Diseases Associated with Elevated Liver Enzymes:
Canine liver enzymes are correlated with the causes of various diseases, i.e. elevation is either a result of hepatic (liver) diseases or some hepatic diseases are primarily caused by elevation of dog liver enzymes. In either condition, it should be noted that laboratory confirmation of the elevated levels helps in forming a definitive diagnosis, and thus treatment is made possible.
The following are some common diseases which are directly related to canine liver enzymes which are elevated:
- Jaundice: Jaundice is actually a symptom of a hepatic problem, which occurs due to the inability of the liver to remove bilirubin. Thus level of bilirubin become elevated in a dogs cellular contents.
- Pancreatitis: Due to pancreatitis, the blockage of the dog bile duct becomes more frequent. The level of the liver GGT enzyme rises, thus it accumulates within the pancreas and the kidney, thus causing complications.
- Hepatitis: Inflammation of the liver occurs in cases of infectious hepatitis. Cells are invaded by bacterial, viral or parasitic agents. Due to cellular destruction and abnormalities, the number of enzymatic cells increases, with elevated dog liver enzymes of this type noted in body fluids.
- Metabolic Disorder: Obesity, diabetes and dog fatty liver disease are some metabolic disorders, where the elevation of liver enzymes is possible.
- Cushing’s Disease: In Cushing’s disease, adrenal hormones are released in excess, thus the elevation of liver enzymes is most probable for the reason that the production of these enzymes is controlled by these hormones.
- Miscellaneous: Some congenital canine liver problems such as congestive failure of the heart and kidneys and use of some drugs in excess, such as anticonvulsant drugs and corticosteroids can also result in canine elevated liver enzymes.
Treatment of Elevated Liver Enzymes:
Treatment of canine liver enzyme levels that elevated are usually defendant upon the diagnostic results, i.e. severity and level of elevation. The primary cause should be identified and treated. Diseases which cause elevation of an enzyme level should be treated specifically . Monitoring tests should be conducted at least once in a week during treatment.

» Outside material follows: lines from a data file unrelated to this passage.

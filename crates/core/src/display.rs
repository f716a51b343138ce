//! Rendering messages into the chat panel.
//!
//! Rendering is split in two: [`render_message`] turns a piece of text into
//! a [`MessageBubble`] without touching any UI, and a [`ChatDisplay`] puts
//! bubbles on screen. [`Panel`] is an in-memory display that keeps the
//! layout rules of the message panel, for hosts that draw it themselves
//! and for tests.

use std::sync::{Arc, Mutex, MutexGuard, PoisonError};

use chrono::{Local, NaiveTime};

/// Who a bubble is drawn for.
#[derive(Clone, Copy, Debug, PartialEq, Eq, Hash)]
pub enum Speaker {
    /// The person typing into the widget.
    User,
    /// The bot, including the fallback message shown on failures.
    Bot,
}

impl Speaker {
    /// Returns the avatar glyph for this speaker.
    #[inline]
    pub fn avatar(self) -> &'static str {
        match self {
            Speaker::User => "👤",
            Speaker::Bot => "🤖",
        }
    }
}

/// A source of wall-clock time for timestamps.
pub trait Clock: Send + Sync {
    /// Returns the current local time of day.
    fn now(&self) -> NaiveTime;
}

/// The system clock in the local time zone.
#[derive(Clone, Copy, Debug, Default)]
pub struct LocalClock;

impl Clock for LocalClock {
    #[inline]
    fn now(&self) -> NaiveTime {
        Local::now().time()
    }
}

/// A clock that is stuck at one time.
#[derive(Clone, Copy, Debug, PartialEq, Eq)]
pub struct FixedClock(pub NaiveTime);

impl Clock for FixedClock {
    #[inline]
    fn now(&self) -> NaiveTime {
        self.0
    }
}

/// Formats a time of day as zero-padded `HH:MM`.
#[inline]
pub fn format_timestamp(time: NaiveTime) -> String {
    time.format("%H:%M").to_string()
}

/// A rendered chat message.
///
/// The text is kept verbatim. Whitespace and line breaks are significant
/// and nothing in it is interpreted as markup.
#[derive(Clone, Debug, PartialEq, Eq, Hash)]
pub struct MessageBubble {
    speaker: Speaker,
    text: String,
    timestamp: String,
}

impl MessageBubble {
    /// Returns who the bubble is drawn for.
    #[inline]
    pub fn speaker(&self) -> Speaker {
        self.speaker
    }

    /// Returns the avatar glyph.
    #[inline]
    pub fn avatar(&self) -> &'static str {
        self.speaker.avatar()
    }

    /// Returns the message text.
    #[inline]
    pub fn text(&self) -> &str {
        &self.text
    }

    /// Returns the `HH:MM` timestamp.
    #[inline]
    pub fn timestamp(&self) -> &str {
        &self.timestamp
    }
}

/// Renders a message for `speaker`, stamped with the current time of
/// `clock`.
pub fn render_message(
    content: &str,
    speaker: Speaker,
    clock: &dyn Clock,
) -> MessageBubble {
    MessageBubble {
        speaker,
        text: content.to_owned(),
        timestamp: format_timestamp(clock.now()),
    }
}

/// A message panel that bubbles can be drawn into.
///
/// All methods are called from the UI thread, in the order the
/// conversation controller decides.
pub trait ChatDisplay: Send {
    /// Inserts a message. It goes right before the typing indicator if
    /// the panel has one, otherwise at the end.
    fn insert_message(&mut self, bubble: MessageBubble);

    /// Shows or hides the typing indicator.
    fn set_typing_visible(&mut self, visible: bool);

    /// Scrolls the panel to its bottom.
    fn scroll_to_bottom(&mut self);
}

impl<D: ChatDisplay + ?Sized> ChatDisplay for Box<D> {
    #[inline]
    fn insert_message(&mut self, bubble: MessageBubble) {
        (**self).insert_message(bubble)
    }

    #[inline]
    fn set_typing_visible(&mut self, visible: bool) {
        (**self).set_typing_visible(visible)
    }

    #[inline]
    fn scroll_to_bottom(&mut self) {
        (**self).scroll_to_bottom()
    }
}

/// A child element of a [`Panel`].
#[derive(Clone, Debug, PartialEq, Eq)]
pub enum PanelChild {
    /// A message bubble.
    Message(MessageBubble),
    /// The typing indicator element. It is always present in the panel
    /// that owns one, visible or not.
    TypingIndicator,
}

/// An in-memory message panel.
#[derive(Clone, Debug, Default, PartialEq, Eq)]
pub struct Panel {
    children: Vec<PanelChild>,
    typing_visible: bool,
    scroll_offset: usize,
}

impl Panel {
    /// Creates a panel without a typing indicator element.
    #[inline]
    pub fn new() -> Self {
        Self::default()
    }

    /// Creates a panel whose last child is a hidden typing indicator.
    #[inline]
    pub fn with_typing_indicator() -> Self {
        Self {
            children: vec![PanelChild::TypingIndicator],
            ..Default::default()
        }
    }

    /// Returns the children in display order.
    #[inline]
    pub fn children(&self) -> &[PanelChild] {
        &self.children
    }

    /// Iterates over the message bubbles in display order.
    pub fn messages(&self) -> impl Iterator<Item = &MessageBubble> {
        self.children.iter().filter_map(|child| match child {
            PanelChild::Message(bubble) => Some(bubble),
            PanelChild::TypingIndicator => None,
        })
    }

    /// Returns `true` if the typing indicator is shown.
    #[inline]
    pub fn is_typing_visible(&self) -> bool {
        self.typing_visible
    }

    /// Returns the height of the scrollable content, counted in visible
    /// children.
    pub fn scroll_height(&self) -> usize {
        self.children
            .iter()
            .filter(|child| match child {
                PanelChild::Message(_) => true,
                PanelChild::TypingIndicator => self.typing_visible,
            })
            .count()
    }

    /// Returns `true` if the panel is scrolled all the way down.
    #[inline]
    pub fn is_scrolled_to_bottom(&self) -> bool {
        self.scroll_offset >= self.scroll_height()
    }
}

impl ChatDisplay for Panel {
    fn insert_message(&mut self, bubble: MessageBubble) {
        let indicator = self
            .children
            .iter()
            .position(|child| *child == PanelChild::TypingIndicator);
        match indicator {
            Some(idx) => self.children.insert(idx, PanelChild::Message(bubble)),
            None => self.children.push(PanelChild::Message(bubble)),
        }
    }

    #[inline]
    fn set_typing_visible(&mut self, visible: bool) {
        self.typing_visible = visible;
    }

    #[inline]
    fn scroll_to_bottom(&mut self) {
        self.scroll_offset = self.scroll_height();
    }
}

/// A [`Panel`] that can be read from outside the UI thread.
///
/// The widget is the only writer; the lock is only there so that a host
/// or a test can look at the panel while the widget owns it.
#[derive(Clone, Debug, Default)]
pub struct SharedPanel(Arc<Mutex<Panel>>);

impl SharedPanel {
    /// Wraps a panel.
    #[inline]
    pub fn new(panel: Panel) -> Self {
        Self(Arc::new(Mutex::new(panel)))
    }

    /// Returns a copy of the panel as it is now.
    #[inline]
    pub fn snapshot(&self) -> Panel {
        self.lock().clone()
    }

    #[inline]
    fn lock(&self) -> MutexGuard<'_, Panel> {
        self.0.lock().unwrap_or_else(PoisonError::into_inner)
    }
}

impl ChatDisplay for SharedPanel {
    #[inline]
    fn insert_message(&mut self, bubble: MessageBubble) {
        self.lock().insert_message(bubble);
    }

    #[inline]
    fn set_typing_visible(&mut self, visible: bool) {
        self.lock().set_typing_visible(visible);
    }

    #[inline]
    fn scroll_to_bottom(&mut self) {
        self.lock().scroll_to_bottom();
    }
}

Dog food should be replaced by reducing fats, proteins and salt content in the dog's diet, especially table salt. Canine elevated liver enzymes are not a simple condition, thus it should only be attended to by a veterinarian. Complications may lead to incurable forms of disease, thus should be treated in during the initial stages only.
Some homeopathic products that target liver function may be a helpful to both restore and keep dog liver enzymes at normal levels. There are three types of natural dog liver support products available:
- Overall Canine Liver Support: These products are formulated for general liver support. Products such as Liver-Aid Formula can be used both during treatment and for additional support after treatment.
- Canine Adrenal Gland Liver Enzyme Support: Products such as Cushex are formulated for dogs that are experiencing an abnormality in the adrenal gland.
- Removal of Dog Enzymes: Another product, DetoxPlus, is formulated to support the removal of additional enzymes and is only for support after recovery.
Check with your veterinarian on the use of any therapy.
Treatment of elevated liver enzymes in dogs requires an approach that recognizes that the liver is not functioning properly. Before treatment, the level of secretions from the liver are significantly reduced, which in turn slows down digestion. When medications and dietary change is introduced, treatment can take a long period of time, since the reduced levels of digestive activity causes a delay in treatment absorption into the body. There is also a delay in the excretion of drugs after complete absorption. After some time, liver function will work its way back to normal.